Sorti le 17 juillet 2026 aux États-Unis, L’Odyssée, le péplum-fleuve de Christopher Nolan, cartonne des deux côtés de l'Atlantique, séduit la critique française, hérisse « The Economist », et se retrouve, bien malgré lui, en résonance troublante avec l'actualité internationale. Bilan avec Claude Budin-Juteau.


Dans « L’Odyssée », il aura fallu 10 ans à Ulysse pour rentrer à la maison, mais un seul week-end à Christopher Nolan pour rentrer dans les caisses d'Universal 117 millions de dollars au lancement américain, 123,5 millions cumulés en Amérique du Nord et près de 364 millions dans le monde — le troisième plus gros démarrage domestique de l'année, derrière « Toy Story 5 » et le dernier « Super Mario ». Performance d'autant plus notable qu'il s'agit d'un film classé R aux Etats-Unis (donc interdit aux moins de 12 ans), sur un marché dominé par les licences familiales.
La recette Nolan
Du concret, pas du pixel. Tourné intégralement en caméras IMAX, en décors réels en Méditerranée, avec des effets spéciaux pratiques — jusqu'au Cyclope, fabriqué en animatronique. La presse française salue ce choix comme un choc visuel rare, et note que malgré ses 2h52, le film ne donne jamais l'impression de traîner. Le casting, lui, ne fait pas naufrage. Matt Damon incarne un Ulysse rusé et rongé par la culpabilité, déjà cité pour les Oscars. Robert Pattinson campe un Antinoüs aussi inquiétant que fascinant. Tom Holland et Anne Hathaway, en Télémaque et Pénélope, apportent la finesse émotionnelle du foyer qu'Ulysse met dix ans à retrouver. Petite curiosité au passage : en anglais, le héros garde son nom grec d'origine, Odysseus. En français, on dit Ulysse, simple francisation du latin Ulixes, issu d'un glissement du « d » grec vers un « l » dans les dialectes italiques anciens. Même bonhomme, deux langues, un accident de prononciation vieux de deux mille ans.

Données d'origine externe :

#![warn(missing_docs)]
//! pacebench IPC Protocol
//!
//! Wire protocol between the multiprocess strategy's supervisor threads and
//! their worker processes. Messages are rkyv archives wrapped in
//! length-prefixed frames, validated on read.

mod framing;
mod messages;

pub use framing::{FrameError, FrameReader, FrameWriter, MAX_FRAME_SIZE, read_frame, write_frame};
pub use messages::{FailureKind, SupervisorCommand, WorkerCapabilities, WorkerMessage};

/// Protocol version for compatibility checking
pub const PROTOCOL_VERSION: u32 = 2;

/// Command-line flag that switches the host binary into worker mode
pub const WORKER_FLAG: &str = "--pacebench-worker";

/// Environment variable carrying the inherited `<read_fd>,<write_fd>` pair
pub const IPC_FD_ENV: &str = "PACEBENCH_IPC_FD";
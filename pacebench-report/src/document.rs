//! Result Documents
//!
//! One document per invocation, immutable once built. Serialization is
//! checked: the emitted JSON is parsed back and compared field by field
//! before it is handed out, so a document that would not survive a reload is
//! never persisted.

use crate::ReportError;
use pacebench_core::{ConcurrencyTaskResult, RunResult, RuntimeContext, RuntimeIdentity};
use serde::de::DeserializeOwned;
use serde::{Deserialize, Serialize};
use std::collections::BTreeMap;
use std::fmt;

/// Relative tolerance of the post-serialization equality check
pub const ROUND_TRIP_TOLERANCE: f64 = 1e-12;

/// Behavior shared by every persisted document
pub trait Document: Serialize + DeserializeOwned {
    /// Kind of document, used for naming
    const KIND: DocumentKind;

    /// Runtime that produced the document
    fn identity(&self) -> &RuntimeIdentity;

    /// Structural invariants serde cannot express
    fn check_invariants(&self) -> Result<(), String>;

    /// Equality with floats compared to within `tolerance`
    fn approx_eq(&self, other: &Self, tolerance: f64) -> bool;

    /// Sink key derived from the identity
    fn key(&self) -> DocumentKey {
        DocumentKey::new(Self::KIND, self.identity())
    }
}

/// Micro-benchmark results of one invocation
#[derive(Debug, Clone, PartialEq, Serialize, Deserialize)]
pub struct BenchmarkDocument {
    /// Producing runtime
    #[serde(flatten)]
    pub runtime: RuntimeIdentity,
    /// Workload calls per repeat
    pub iterations: u32,
    /// Timed batches per case
    pub repeat: u32,
    /// Results keyed by case name
    pub cases: BTreeMap<String, RunResult>,
}

impl BenchmarkDocument {
    /// Assemble a document from measured cases
    pub fn new(ctx: &RuntimeContext, iterations: u32, repeat: u32, results: Vec<RunResult>) -> Self {
        Self {
            runtime: ctx.identity().clone(),
            iterations,
            repeat,
            cases: results
                .into_iter()
                .map(|result| (result.case_name.clone(), result))
                .collect(),
        }
    }
}

impl Document for BenchmarkDocument {
    const KIND: DocumentKind = DocumentKind::Benchmarks;

    fn identity(&self) -> &RuntimeIdentity {
        &self.runtime
    }

    fn check_invariants(&self) -> Result<(), String> {
        if self.iterations == 0 || self.repeat == 0 {
            return Err(format!(
                "iterations ({}) and repeat ({}) must be at least 1",
                self.iterations, self.repeat
            ));
        }
        for (name, result) in &self.cases {
            if *name != result.case_name {
                return Err(format!(
                    "case keyed `{name}` is named `{}`",
                    result.case_name
                ));
            }
            result.check_invariants()?;
        }
        Ok(())
    }

    fn approx_eq(&self, other: &Self, tolerance: f64) -> bool {
        self.runtime == other.runtime
            && self.iterations == other.iterations
            && self.repeat == other.repeat
            && self.cases.len() == other.cases.len()
            && self.cases.iter().zip(&other.cases).all(|((ka, a), (kb, b))| {
                ka == kb && a.approx_eq(b, tolerance)
            })
    }
}

/// Concurrency comparison results of one invocation
#[derive(Debug, Clone, PartialEq, Serialize, Deserialize)]
pub struct ConcurrencyDocument {
    /// Producing runtime
    #[serde(flatten)]
    pub runtime: RuntimeIdentity,
    /// Tasks per strategy
    pub tasks: usize,
    /// Workers per strategy
    pub workers: usize,
    /// One entry per (workload kind, strategy), in comparison order
    pub results: Vec<ConcurrencyTaskResult>,
}

impl ConcurrencyDocument {
    /// Assemble a document from comparator output
    pub fn new(
        ctx: &RuntimeContext,
        tasks: usize,
        workers: usize,
        results: Vec<ConcurrencyTaskResult>,
    ) -> Self {
        Self {
            runtime: ctx.identity().clone(),
            tasks,
            workers,
            results,
        }
    }
}

impl Document for ConcurrencyDocument {
    const KIND: DocumentKind = DocumentKind::Concurrency;

    fn identity(&self) -> &RuntimeIdentity {
        &self.runtime
    }

    fn check_invariants(&self) -> Result<(), String> {
        if self.tasks == 0 || self.workers == 0 {
            return Err(format!(
                "tasks ({}) and workers ({}) must be at least 1",
                self.tasks, self.workers
            ));
        }
        self.results
            .iter()
            .try_for_each(ConcurrencyTaskResult::check_invariants)
    }

    fn approx_eq(&self, other: &Self, tolerance: f64) -> bool {
        self.runtime == other.runtime
            && self.tasks == other.tasks
            && self.workers == other.workers
            && self.results.len() == other.results.len()
            && self
                .results
                .iter()
                .zip(&other.results)
                .all(|(a, b)| a.approx_eq(b, tolerance))
    }
}

/// Serialize `doc` as pretty JSON, verifying it parses back to an equal
/// document.
pub fn to_json<D: Document>(doc: &D) -> Result<String, ReportError> {
    doc.check_invariants()
        .map_err(ReportError::MalformedDocument)?;

    let json = serde_json::to_string_pretty(doc).map_err(|e| ReportError::Serialize(e.to_string()))?;

    let reparsed: D =
        serde_json::from_str(&json).map_err(|e| ReportError::RoundTripMismatch(e.to_string()))?;
    if !doc.approx_eq(&reparsed, ROUND_TRIP_TOLERANCE) {
        return Err(ReportError::RoundTripMismatch(format!(
            "{} document for {} changed after reload",
            D::KIND,
            doc.identity()
        )));
    }

    tracing::debug!(key = %doc.key(), bytes = json.len(), "serialized document");
    Ok(json)
}

/// Parse a document, rejecting anything that breaks its invariants.
///
/// Unknown fields are ignored; missing required fields are not.
pub fn from_document<D: Document>(bytes: &[u8]) -> Result<D, ReportError> {
    let doc: D = serde_json::from_slice(bytes)
        .map_err(|e| ReportError::MalformedDocument(e.to_string()))?;
    doc.check_invariants()
        .map_err(ReportError::MalformedDocument)?;
    Ok(doc)
}

/// Which runner produced a document
#[derive(Debug, Clone, Copy, PartialEq, Eq, Hash)]
pub enum DocumentKind {
    /// Micro-benchmark results
    Benchmarks,
    /// Concurrency comparison results
    Concurrency,
}

impl DocumentKind {
    /// File-name prefix
    pub fn prefix(self) -> &'static str {
        match self {
            DocumentKind::Benchmarks => "benchmarks",
            DocumentKind::Concurrency => "concurrency",
        }
    }
}

impl fmt::Display for DocumentKind {
    fn fmt(&self, f: &mut fmt::Formatter<'_>) -> fmt::Result {
        f.write_str(self.prefix())
    }
}

/// Sink key: `<kind>-<impl>-<version>[-nogil]`
#[derive(Debug, Clone, PartialEq, Eq, Hash)]
pub struct DocumentKey {
    kind: DocumentKind,
    slug: String,
}

impl DocumentKey {
    /// Key for a document of `kind` produced by `identity`
    pub fn new(kind: DocumentKind, identity: &RuntimeIdentity) -> Self {
        Self {
            kind,
            slug: identity.slug(),
        }
    }

    /// Document kind
    pub fn kind(&self) -> DocumentKind {
        self.kind
    }

    /// `<key>.json`
    pub fn file_name(&self) -> String {
        format!("{self}.json")
    }

    /// Kind of document a file name belongs to, judged by its prefix
    pub fn kind_of_file(file_name: &str) -> Option<DocumentKind> {
        [DocumentKind::Benchmarks, DocumentKind::Concurrency]
            .into_iter()
            .find(|kind| {
                file_name
                    .strip_prefix(kind.prefix())
                    .is_some_and(|rest| rest.starts_with('-') && rest.ends_with(".json"))
            })
    }
}

impl fmt::Display for DocumentKey {
    fn fmt(&self, f: &mut fmt::Formatter<'_>) -> fmt::Result {
        write!(f, "{}-{}", self.kind, self.slug)
    }
}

Modernisation, mais pas que dans les dialogues. La presse française insiste : Nolan ne se contente pas de faire parler ses personnages comme des contemporains, il réécrit la psychologie du héros, en fait un vétéran hanté plutôt qu'un aventurier glorieux. Les Français adorent, quelques Américains grincent. Si la critique hexagonale dans son ensemble multiplie les superlatifs, « The Economist » fait bande à part. Le magazine juge le film « emblematic of its time », mais pas comme un compliment : il lui reproche d'aplatir les défauts du héros antique en victime moderne, sa mauvaise conduite étant systématiquement excusée par la drogue ou un syndrome post-traumatique suggéré — signe, ironise-t-il, que même Ulysse n'échappe plus au surdiagnostic contemporain.
Cet Ulysse abîmé par la guerre, incapable de rentrer indemne, qui finit par porter un message anti-guerre, entre en écho avec une actualité où les tambours résonnent à nouveau, guerre en Iran en tête. Trois mille ans après Troie, on n'a toujours pas fini d'apprendre la leçon d'Homère — mais on la regarde désormais en IMAX 70mm.
C.B.J.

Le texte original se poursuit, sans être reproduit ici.